Essa modalidade de intervenção que se tem feito é, por um lado, a mais selvagem possível e, por outro, a mais rentável para os dois setores mais poderosos do império: as finanças e a indústria bélica. Para atacar um país soberano rico em recursos minerais – ou estrategicamente localizado – inicia-se por fomentar revoltas internas que, para qualquer observador atento, não fazem qualquer sentido, dada a desproporção entre a realidade e do que se reclama. Agentes infiltrados dão conta desta tarefa de alimentar com dinheiro e narrativa pronta as revoltas difusas e histéricas.

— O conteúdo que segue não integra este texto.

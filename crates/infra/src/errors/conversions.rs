//! Conversions from external infrastructure errors into domain errors.

use std::io::Error as IoError;

use keyring::Error as KeyringError;
use postbox_domain::PostboxError;
use reqwest::Error as HttpError;
use serde_json::Error as JsonError;
use toml::de::Error as TomlError;
use url::ParseError as UrlError;

/// Error newtype that keeps conversions on the infrastructure side and can be
/// converted back into the domain error.
#[derive(Debug)]
pub struct InfraError(pub PostboxError);

impl From<InfraError> for PostboxError {
    fn from(value: InfraError) -> Self {
        value.0
    }
}

impl From<PostboxError> for InfraError {
    fn from(value: PostboxError) -> Self {
        InfraError(value)
    }
}

/// Extension trait to make the conversion logic explicit in tests and within
/// this module.
trait IntoPostboxError {
    fn into_postbox(self) -> PostboxError;
}

/* -------------------------------------------------------------------------- */
/* reqwest::Error → PostboxError */
/* -------------------------------------------------------------------------- */

impl IntoPostboxError for HttpError {
    fn into_postbox(self) -> PostboxError {
        if self.is_timeout() {
            return PostboxError::Transport("HTTP request timed out".into());
        }

        #[cfg(not(target_arch = "wasm32"))]
        if self.is_connect() {
            return PostboxError::Transport(format!("HTTP connection failure: {self}"));
        }

        if self.is_body() || self.is_decode() {
            return PostboxError::Transport(format!("failed to read response body: {self}"));
        }

        if self.is_builder() {
            return PostboxError::Internal(format!("failed to build HTTP request: {self}"));
        }

        PostboxError::Transport(self.to_string())
    }
}

impl From<HttpError> for InfraError {
    fn from(value: HttpError) -> Self {
        InfraError(value.into_postbox())
    }
}

/* -------------------------------------------------------------------------- */
/* keyring::Error → PostboxError */
/* -------------------------------------------------------------------------- */

impl IntoPostboxError for KeyringError {
    fn into_postbox(self) -> PostboxError {
        use KeyringError::*;

        let description = self.to_string();

        match self {
            NoEntry => PostboxError::Storage("keychain entry not found".into()),
            BadEncoding(_) => {
                PostboxError::Storage("credential in keychain is not valid UTF-8".into())
            }
            TooLong(name, limit) => PostboxError::Storage(format!(
                "keychain attribute '{name}' exceeds platform limit ({limit})"
            )),
            Invalid(attr, reason) => {
                PostboxError::Storage(format!("keychain attribute '{attr}' is invalid: {reason}"))
            }
            PlatformFailure(err) => PostboxError::Storage(format!("keychain platform error: {err}")),
            NoStorageAccess(err) => {
                PostboxError::Storage(format!("unable to access secure storage: {err}"))
            }
            _ => PostboxError::Storage(description),
        }
    }
}

impl From<KeyringError> for InfraError {
    fn from(value: KeyringError) -> Self {
        InfraError(value.into_postbox())
    }
}

/* -------------------------------------------------------------------------- */
/* std::io::Error → PostboxError */
/* -------------------------------------------------------------------------- */

impl IntoPostboxError for IoError {
    fn into_postbox(self) -> PostboxError {
        match self.kind() {
            std::io::ErrorKind::PermissionDenied => {
                PostboxError::Storage(format!("permission denied: {self}"))
            }
            _ => PostboxError::Storage(self.to_string()),
        }
    }
}

impl From<IoError> for InfraError {
    fn from(value: IoError) -> Self {
        InfraError(value.into_postbox())
    }
}

/* -------------------------------------------------------------------------- */
/* serde_json / toml / url → PostboxError */
/* -------------------------------------------------------------------------- */

impl From<JsonError> for InfraError {
    fn from(value: JsonError) -> Self {
        InfraError(PostboxError::Deserialization(value.to_string()))
    }
}

impl From<TomlError> for InfraError {
    fn from(value: TomlError) -> Self {
        InfraError(PostboxError::Config(format!("Invalid TOML format: {value}")))
    }
}

impl From<UrlError> for InfraError {
    fn from(value: UrlError) -> Self {
        InfraError(PostboxError::Config(format!("Invalid URL: {value}")))
    }
}

/* -------------------------------------------------------------------------- */
/* Tests */
/* -------------------------------------------------------------------------- */

#[cfg(test)]
mod tests {
    use reqwest::Client;

    use super::*;

    #[test]
    fn keyring_no_entry_maps_to_storage() {
        let mapped: PostboxError = InfraError::from(KeyringError::NoEntry).into();
        match mapped {
            PostboxError::Storage(msg) => assert!(msg.contains("keychain")),
            other => panic!("expected storage error, got {:?}", other),
        }
    }

    #[test]
    fn io_errors_map_to_storage() {
        let err = IoError::new(std::io::ErrorKind::PermissionDenied, "nope");
        let mapped: PostboxError = InfraError::from(err).into();
        assert!(matches!(mapped, PostboxError::Storage(msg) if msg.contains("permission denied")));
    }

    #[test]
    fn url_errors_map_to_config() {
        let err = url::Url::parse("not a url").unwrap_err();
        let mapped: PostboxError = InfraError::from(err).into();
        assert!(matches!(mapped, PostboxError::Config(_)));
    }

    #[tokio::test]
    async fn refused_connection_maps_to_transport() {
        let listener = std::net::TcpListener::bind("127.0.0.1:0").unwrap();
        let addr = listener.local_addr().unwrap();
        drop(listener);

        let client = Client::builder().no_proxy().build().unwrap();
        let error = client.get(format!("http://{addr}/")).send().await.unwrap_err();

        let mapped: PostboxError = InfraError::from(error).into();
        assert!(matches!(mapped, PostboxError::Transport(_)));
    }
}
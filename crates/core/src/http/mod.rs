//! HTTP boundary

pub mod ports;

pub use ports::{HttpRequest, HttpResponse, HttpTransport};
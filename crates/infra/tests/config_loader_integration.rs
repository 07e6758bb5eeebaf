//! Integration tests for configuration loader
//!
//! Tests the end-to-end behavior of loading configuration from files and
//! building a working context from it.

use postbox_domain::{CredentialBackend, PostboxError, ProfileFailurePolicy};
use postbox_infra::{config, PostboxContext};
use tempfile::TempDir;

#[test]
fn test_load_config_from_json_file() {
    let dir = TempDir::new().expect("Failed to create temp dir");
    let path = dir.path().join("postbox.json");
    std::fs::write(
        &path,
        r#"{
            "api": {
                "base_url": "https://postbox.example.test",
                "timeout_secs": 10,
                "max_auth_attempts": 3,
                "user_agent": "postbox-integration"
            },
            "credentials": { "backend": "memory" },
            "session": { "profile_failure": "invalidate" }
        }"#,
    )
    .expect("Failed to write config");

    let config = config::load_from_file(Some(path)).expect("Failed to load config from JSON file");

    assert_eq!(config.api.base_url, "https://postbox.example.test");
    assert_eq!(config.api.timeout_secs, 10);
    assert_eq!(config.api.max_auth_attempts, 3);
    assert_eq!(config.api.user_agent.as_deref(), Some("postbox-integration"));
    assert_eq!(config.credentials.backend, CredentialBackend::Memory);
    assert_eq!(config.session.profile_failure, ProfileFailurePolicy::Invalidate);
}

#[test]
fn test_load_config_from_toml_file() {
    let dir = TempDir::new().expect("Failed to create temp dir");
    let cred_path = dir.path().join("creds").join("login.cred");
    let path = dir.path().join("config.toml");
    std::fs::write(
        &path,
        format!(
            "[api]\nbase_url = \"https://toml.example.test\"\n\n[credentials]\nbackend = \"file\"\npath = {:?}\n",
            cred_path.display().to_string()
        ),
    )
    .expect("Failed to write config");

    let config = config::load_from_file(Some(path)).expect("Failed to load config from TOML file");

    assert_eq!(config.api.base_url, "https://toml.example.test");
    assert_eq!(config.api.max_auth_attempts, 5);
    assert_eq!(config.credentials.backend, CredentialBackend::File);
    assert_eq!(config.credentials.path.as_deref(), Some(cred_path.as_path()));
}

#[test]
fn test_empty_file_yields_defaults() {
    let dir = TempDir::new().expect("Failed to create temp dir");
    let path = dir.path().join("postbox.toml");
    std::fs::write(&path, "").expect("Failed to write config");

    let config = config::load_from_file(Some(path)).expect("Empty TOML should load");

    assert_eq!(config, postbox_domain::Config::default());
}

#[test]
fn test_invalid_toml_is_config_error() {
    let dir = TempDir::new().expect("Failed to create temp dir");
    let path = dir.path().join("postbox.toml");
    std::fs::write(&path, "[api\nbase_url = 3").expect("Failed to write config");

    match config::load_from_file(Some(path)) {
        Err(PostboxError::Config(msg)) => assert!(msg.contains("TOML")),
        other => panic!("expected config error, got {other:?}"),
    }
}

#[tokio::test]
async fn test_context_builds_from_loaded_config() {
    let dir = TempDir::new().expect("Failed to create temp dir");
    let path = dir.path().join("postbox.json");
    std::fs::write(
        &path,
        r#"{ "api": { "base_url": "http://127.0.0.1:9" }, "credentials": { "backend": "memory" } }"#,
    )
    .expect("Failed to write config");

    let config = config::load_from_file(Some(path)).expect("Failed to load config");
    let context = PostboxContext::new(config).expect("context should build");

    assert_eq!(context.config.credentials.backend, CredentialBackend::Memory);
    assert!(context.api.authorized_user().await.is_none());
}

#[test]
fn test_invalid_base_url_fails_context() {
    let mut config = postbox_domain::Config::default();
    config.api.base_url = "::not a url::".to_string();

    assert!(matches!(PostboxContext::new(config), Err(PostboxError::Config(_))));
}
//! Credential store backends

pub mod file;
pub mod keychain;

use std::sync::Arc;

pub use file::FileCredentialStore;
pub use keychain::KeychainCredentialStore;
pub use postbox_core::credentials::InMemoryCredentialStore;
use postbox_core::CredentialStore;
use postbox_domain::{CredentialBackend, CredentialConfig, Result};
use tracing::debug;

/// Open the backend named by the configuration.
pub fn open_store(config: &CredentialConfig) -> Result<Arc<dyn CredentialStore>> {
    debug!(backend = %config.backend, "opening credential store");
    let store: Arc<dyn CredentialStore> = match config.backend {
        CredentialBackend::File => match &config.path {
            Some(path) => Arc::new(FileCredentialStore::new(path)),
            None => Arc::new(FileCredentialStore::at_default_location()?),
        },
        CredentialBackend::Keychain => Arc::new(KeychainCredentialStore::for_current_user()),
        CredentialBackend::Memory => Arc::new(InMemoryCredentialStore::new()),
    };
    Ok(store)
}
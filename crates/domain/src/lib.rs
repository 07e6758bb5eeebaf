//! # Postbox Domain
//!
//! Types shared by every Postbox crate.
//!
//! This crate contains:
//! - Wire records for the auth, user, message and schedule endpoints
//! - The client error type and the normalized [`ErrorRecord`]
//! - Configuration structures
//! - Endpoint paths and fixed messages
//!
//! ## Architecture
//! - No dependencies on other Postbox crates
//! - No I/O; pure data and conversions

pub mod config;
pub mod constants;
pub mod errors;
pub mod macros;
pub mod types;
pub mod utils;

// Re-export commonly used items
pub use config::*;
pub use errors::*;
pub use types::*;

Chega-se a um ponto onde as fraturas sociais e de grupos étnicos ou de interesses são irreversíveis. É a fase da guerra civil, aberta ou fragmentada e localizada. Neste ponto, a imprensa corporativa, articulada intimamente aos interesses imperiais, começa a repercutir seletivamente episódios de violência, com mentiras se for necessário. A imprensa corporativa não tem quaisquer escrúpulos em mentir, isto deve ser repetido sempre que possível.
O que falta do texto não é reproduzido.